What you are asked to do |
Scan the entries for the word "bool", and copy every line where it appears.

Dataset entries
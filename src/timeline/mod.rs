//! # Timeline Synthesizer
//!
//! Turns a resolved table row into the ordered list of segments the diver
//! follows to the surface. One synthesizer per modality:
//!
//! - [`air`]: in-water stops on air
//! - [`water_o2`]: in-water stops, switching to O₂ at the shallow stops
//! - [`surdo2`]: abbreviated in-water phase, surface transition and chamber
//!   O₂ periods
//!
//! The [`oxygen`] segmenter breaks long O₂ exposures into periods separated
//! by air breaks and is shared by the two oxygen modalities.
//!
//! ## Timers
//! Segments never run a clock. Each one declares a [`TimerRequirement`]:
//! a countdown for fixed-duration stops and periods, or a count-up with
//! warning/error thresholds for procedures whose length depends on the crew
//! (gas switch, surface transition). Count-up segments carry no fixed
//! duration and never contribute to the plan's total time.

use crate::{config::PlanSettings, tables::DiveTableEntry, BreathingGas};
use serde::{Deserialize, Serialize};

pub mod air;
pub mod oxygen;
pub mod surdo2;
pub mod water_o2;

/// Kind of step in a decompression timeline.
#[derive(Clone, Copy, Debug, PartialEq, Eq, Serialize, Deserialize)]
#[serde(rename_all = "snake_case")]
pub enum SegmentKind {
    Ascent,
    Stop,
    O2Period,
    AirBreak,
    Compression,
    TravelShiftVent,
    SurfaceInterval,
    #[serde(rename = "surdo2_transition")]
    SurDo2Transition,
}

/// Where a segment takes place: a fixed depth, or travel between two.
#[derive(Clone, Copy, Debug, PartialEq, Serialize, Deserialize)]
#[serde(untagged)]
pub enum Position {
    Travel { from_depth: f64, to_depth: f64 },
    Level { depth: f64 },
}

impl Position {
    /// Depth at the end of the segment.
    pub fn end_depth(&self) -> f64 {
        match *self {
            Position::Travel { to_depth, .. } => to_depth,
            Position::Level { depth } => depth,
        }
    }
}

/// Timer the host must run for a segment.
#[derive(Clone, Copy, Debug, PartialEq, Serialize, Deserialize)]
#[serde(tag = "kind", rename_all = "snake_case")]
pub enum TimerRequirement {
    /// Travel at a fixed rate; no timer
    None,
    /// Count down from a fixed duration
    Countdown { duration_secs: f64 },
    /// Count up from zero, alerting at the thresholds
    CountUp {
        warning_secs: u32,
        #[serde(default, skip_serializing_if = "Option::is_none")]
        error_secs: Option<u32>,
    },
}

/// One step of a decompression timeline.
#[derive(Clone, Debug, PartialEq, Serialize, Deserialize)]
pub struct TimelineSegment {
    #[serde(rename = "type")]
    pub kind: SegmentKind,
    #[serde(flatten)]
    pub position: Position,
    /// Fixed duration (s); zero for count-up segments
    pub duration_secs: f64,
    pub gas: BreathingGas,
    pub description: String,
    /// Travel rate (m/min) for ascents and compression
    #[serde(default, skip_serializing_if = "Option::is_none")]
    pub rate_m_per_min: Option<f64>,
    pub timer: TimerRequirement,
    /// Duration may be extended on the caller's confirmation
    #[serde(default)]
    pub adjustable: bool,
}

impl TimelineSegment {
    /// Travel between two depths at `rate` m/min.
    pub fn travel(
        kind: SegmentKind,
        from_depth: f64,
        to_depth: f64,
        rate: f64,
        gas: BreathingGas,
    ) -> Self {
        let description = match kind {
            SegmentKind::Compression => format!(
                "Compress from {from_depth} m to {to_depth} m at {rate} m/min"
            ),
            _ => format!("Ascend from {from_depth} m to {to_depth} m at {rate} m/min"),
        };
        TimelineSegment {
            kind,
            position: Position::Travel {
                from_depth,
                to_depth,
            },
            duration_secs: travel_secs(from_depth, to_depth, rate),
            gas,
            description,
            rate_m_per_min: Some(rate),
            timer: TimerRequirement::None,
            adjustable: false,
        }
    }

    /// Fixed-duration segment at one depth, timed with a countdown.
    pub fn timed(
        kind: SegmentKind,
        depth: f64,
        minutes: f64,
        gas: BreathingGas,
        description: String,
    ) -> Self {
        let duration_secs = minutes * 60.0;
        TimelineSegment {
            kind,
            position: Position::Level { depth },
            duration_secs,
            gas,
            description,
            rate_m_per_min: None,
            timer: TimerRequirement::Countdown { duration_secs },
            adjustable: false,
        }
    }

    pub fn is_count_up(&self) -> bool {
        matches!(self.timer, TimerRequirement::CountUp { .. })
    }

    /// Add `secs` to a countdown segment, keeping its timer in step.
    pub(crate) fn extend_by(&mut self, secs: f64) {
        self.duration_secs += secs;
        if let TimerRequirement::Countdown { duration_secs } = &mut self.timer {
            *duration_secs = self.duration_secs;
        }
    }
}

/// Seconds to travel between two depths at `rate` m/min.
pub fn travel_secs(from_depth: f64, to_depth: f64, rate: f64) -> f64 {
    (from_depth - to_depth).abs() / rate * 60.0
}

/// A tabulated in-water stop.
#[derive(Clone, Copy, Debug, PartialEq)]
pub struct Stop {
    pub depth: f64,
    pub minutes: u32,
}

/// Non-zero stops of a table row, deepest first.
pub fn extract_stops(entry: &DiveTableEntry) -> Vec<Stop> {
    entry
        .stops
        .entries()
        .into_iter()
        .filter_map(|(depth, minutes)| match minutes {
            Some(minutes) if minutes > 0 => Some(Stop { depth, minutes }),
            _ => None,
        })
        .collect()
}

/// Synthesized segments plus the plan's fixed-duration total.
#[derive(Clone, Debug, Default, PartialEq)]
pub struct Timeline {
    pub segments: Vec<TimelineSegment>,
    /// Sum of the durations that count toward decompression time (s)
    pub total_time_secs: f64,
}

impl Timeline {
    /// Append a segment whose duration counts toward the total.
    pub(crate) fn push(&mut self, segment: TimelineSegment) {
        self.total_time_secs += segment.duration_secs;
        self.segments.push(segment);
    }

    /// Append a segment kept out of the total (air breaks, count-ups).
    pub(crate) fn push_untimed(&mut self, segment: TimelineSegment) {
        self.segments.push(segment);
    }

    /// Append an in-water ascent when there is anywhere to ascend to.
    pub(crate) fn ascend(&mut self, from: f64, to: f64, rate: f64, gas: BreathingGas) {
        if from > to {
            self.push(TimelineSegment::travel(
                SegmentKind::Ascent,
                from,
                to,
                rate,
                gas,
            ));
        }
    }
}

/// Direct ascent from the bottom: the whole procedure for a dive inside the
/// no-decompression limit.
pub fn no_decompression(real_depth: f64, settings: &PlanSettings) -> Timeline {
    let mut timeline = Timeline::default();
    timeline.ascend(real_depth, 0.0, settings.ascent_rate, BreathingGas::Air);
    timeline
}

Response box |
    pub adjustable: bool,
    pub fn is_count_up(&self) -> bool {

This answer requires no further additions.